What you should do:
Each line of the records below that contains "agents" needs to be copied.

Provided entries:
((
// src/lib.rs
// Public library surface for integration tests (and potential reuse).

pub mod agents;
pub mod api;
pub mod config;
pub mod controller;
pub mod error;
pub mod llm;
pub mod metrics;
pub mod notify;
pub mod process;
pub mod query;
pub mod subscribe;

// ---- Re-exports for stable public API ----
pub use crate::agents::{AdapterRegistry, Crawl, RawResult, SourceAdapter, SourceUnavailable};
pub use crate::api::{create_router, AppState};
pub use crate::config::ScoutConfig;
pub use crate::controller::{Bundle, Controller, ControllerCfg, FetchStatus, SourceFetch};
pub use crate::error::RequestError;
pub use crate::llm::{DisabledLlm, FallbackLlm, LlmClient, LlmError};
pub use crate::notify::{EmailSender, LogNotifier, Notifier};
pub use crate::process::{FilteredResult, PipelineCfg, ResultProcessor, ScoredResult};
pub use crate::query::{DateRange, Query, QueryDraft};
pub use crate::subscribe::{
    JsonFileStore, MemoryStore, NotifyTime, Scheduler, SchedulerCfg, SchedulerHandle, StoreError,
    Subscription, SubscriptionStore,
};
//! Unified error types for ehr-compliance.
//!
//! The wizard itself never fails: blocked transitions are policy outcomes,
//! not errors. The types here cover the surrounding application: loading
//! catalogs and config files, generating and writing reports.

use crate::config::ConfigFileError;
use crate::reports::ReportError;
use std::path::PathBuf;
use thiserror::Error;

/// Main error type for ehr-compliance operations.
#[derive(Error, Debug)]
#[non_exhaustive]
pub enum ComplianceError {
    /// Errors while loading or validating a layer catalog
    #[error("Invalid layer catalog: {context}")]
    Catalog {
        context: String,
        #[source]
        source: CatalogErrorKind,
    },

    /// Errors during report generation
    #[error("Report generation failed: {context}")]
    Report {
        context: String,
        #[source]
        source: ReportError,
    },

    /// IO errors with context
    #[error("IO error at {path:?}: {message}")]
    Io {
        path: Option<PathBuf>,
        message: String,
        #[source]
        source: std::io::Error,
    },

    /// An explicitly requested config file is missing or unreadable
    #[error("Invalid configuration: {context}")]
    Config {
        context: String,
        #[source]
        source: ConfigFileError,
    },

    /// Merged configuration values that failed validation
    #[error("Validation failed: {0}")]
    Validation(String),
}

/// Specific catalog error kinds
#[derive(Error, Debug)]
#[non_exhaustive]
pub enum CatalogErrorKind {
    #[error("Invalid YAML structure: {0}")]
    InvalidYaml(String),

    #[error("Expected {expected} layers, found {found}")]
    LayerCount { expected: usize, found: usize },

    #[error("{}", .0.join("; "))]
    Invalid(Vec<String>),
}

// ============================================================================
// Result type alias
// ============================================================================

/// Convenient Result type for ehr-compliance operations
pub type Result<T> = std::result::Result<T, ComplianceError>;

// ============================================================================
// Error construction helpers
// ============================================================================

impl ComplianceError {
    /// Create a catalog error with context
    pub fn catalog(context: impl Into<String>, source: CatalogErrorKind) -> Self {
        Self::Catalog {
            context: context.into(),
            source,
        }
    }

    /// Create a report error with context
    pub fn report(context: impl Into<String>, source: ReportError) -> Self {
        Self::Report {
            context: context.into(),
            source,
        }
    }

    /// Create an IO error with path context
    pub fn io(path: impl Into<PathBuf>, source: std::io::Error) -> Self {
        let message = format!("{source}");
        Self::Io {
            path: Some(path.into()),
            message,
            source,
        }
    }

    /// Create a validation error
    pub fn validation(message: impl Into<String>) -> Self {
        Self::Validation(message.into())
    }

    /// Create a config file error with context
    pub fn config(context: impl Into<String>, source: ConfigFileError) -> Self {
        Self::Config {
            context: context.into(),
            source,
        }
    }
}

// ============================================================================
// Conversions from existing error types
// ============================================================================

impl From<std::io::Error> for ComplianceError {
    fn from(err: std::io::Error) -> Self {
        Self::Io {
            path: None,
            message: format!("{err}"),
            source: err,
        }
    }
}

impl From<ReportError> for ComplianceError {
    fn from(err: ReportError) -> Self {
        Self::report(String::new(), err)
    }
}

impl From<ConfigFileError> for ComplianceError {
    fn from(err: ConfigFileError) -> Self {
        Self::config(String::new(), err)
    }
}

// ============================================================================
// Error context extension trait
// ============================================================================

/// Extension trait for adding context to errors.
///
/// Context is prepended to any existing context, so a chain reads from the
/// outermost operation inwards: `"loading catalog x.yaml: validating layers"`.
pub trait ErrorContext<T> {
    /// Add context to an error.
    fn context(self, context: impl Into<String>) -> Result<T>;

    /// Add context from a closure, evaluated only on error.
    fn with_context<F, C>(self, f: F) -> Result<T>
    where
        F: FnOnce() -> C,
        C: Into<String>;
}

impl<T, E: Into<ComplianceError>> ErrorContext<T> for std::result::Result<T, E> {
    fn context(self, context: impl Into<String>) -> Result<T> {
        let ctx: String = context.into();
        self.map_err(|e| add_context_to_error(e.into(), &ctx))
    }

    fn with_context<F, C>(self, f: F) -> Result<T>
    where
        F: FnOnce() -> C,
        C: Into<String>,
    {
        self.map_err(|e| {
            let ctx: String = f().into();
            add_context_to_error(e.into(), &ctx)
        })
    }
}

fn add_context_to_error(err: ComplianceError, new_ctx: &str) -> ComplianceError {
    match err {
        ComplianceError::Catalog {
            context: existing,
            source,
        } => ComplianceError::Catalog {
            context: chain_context(new_ctx, &existing),
            source,
        },
        ComplianceError::Report {
            context: existing,
            source,
        } => ComplianceError::Report {
            context: chain_context(new_ctx, &existing),
            source,
        },
        ComplianceError::Io {
            path,
            message,
            source,
        } => ComplianceError::Io {
            path,
            message: chain_context(new_ctx, &message),
            source,
        },
        ComplianceError::Config {
            context: existing,
            source,
        } => ComplianceError::Config {
            context: chain_context(new_ctx, &existing),
            source,
        },
        ComplianceError::Validation(msg) => {
            ComplianceError::Validation(chain_context(new_ctx, &msg))
        }
    }
}

/// Join two context strings as `"new: existing"`, or just `new` when empty.
fn chain_context(new: &str, existing: &str) -> String {
    if existing.is_empty() {
        new.to_string()
    } else {
        format!("{new}: {existing}")
    }
}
))
Response to the task:
pub mod agents;
pub use crate::agents::{AdapterRegistry, Crawl, RawResult, SourceAdapter, SourceUnavailable};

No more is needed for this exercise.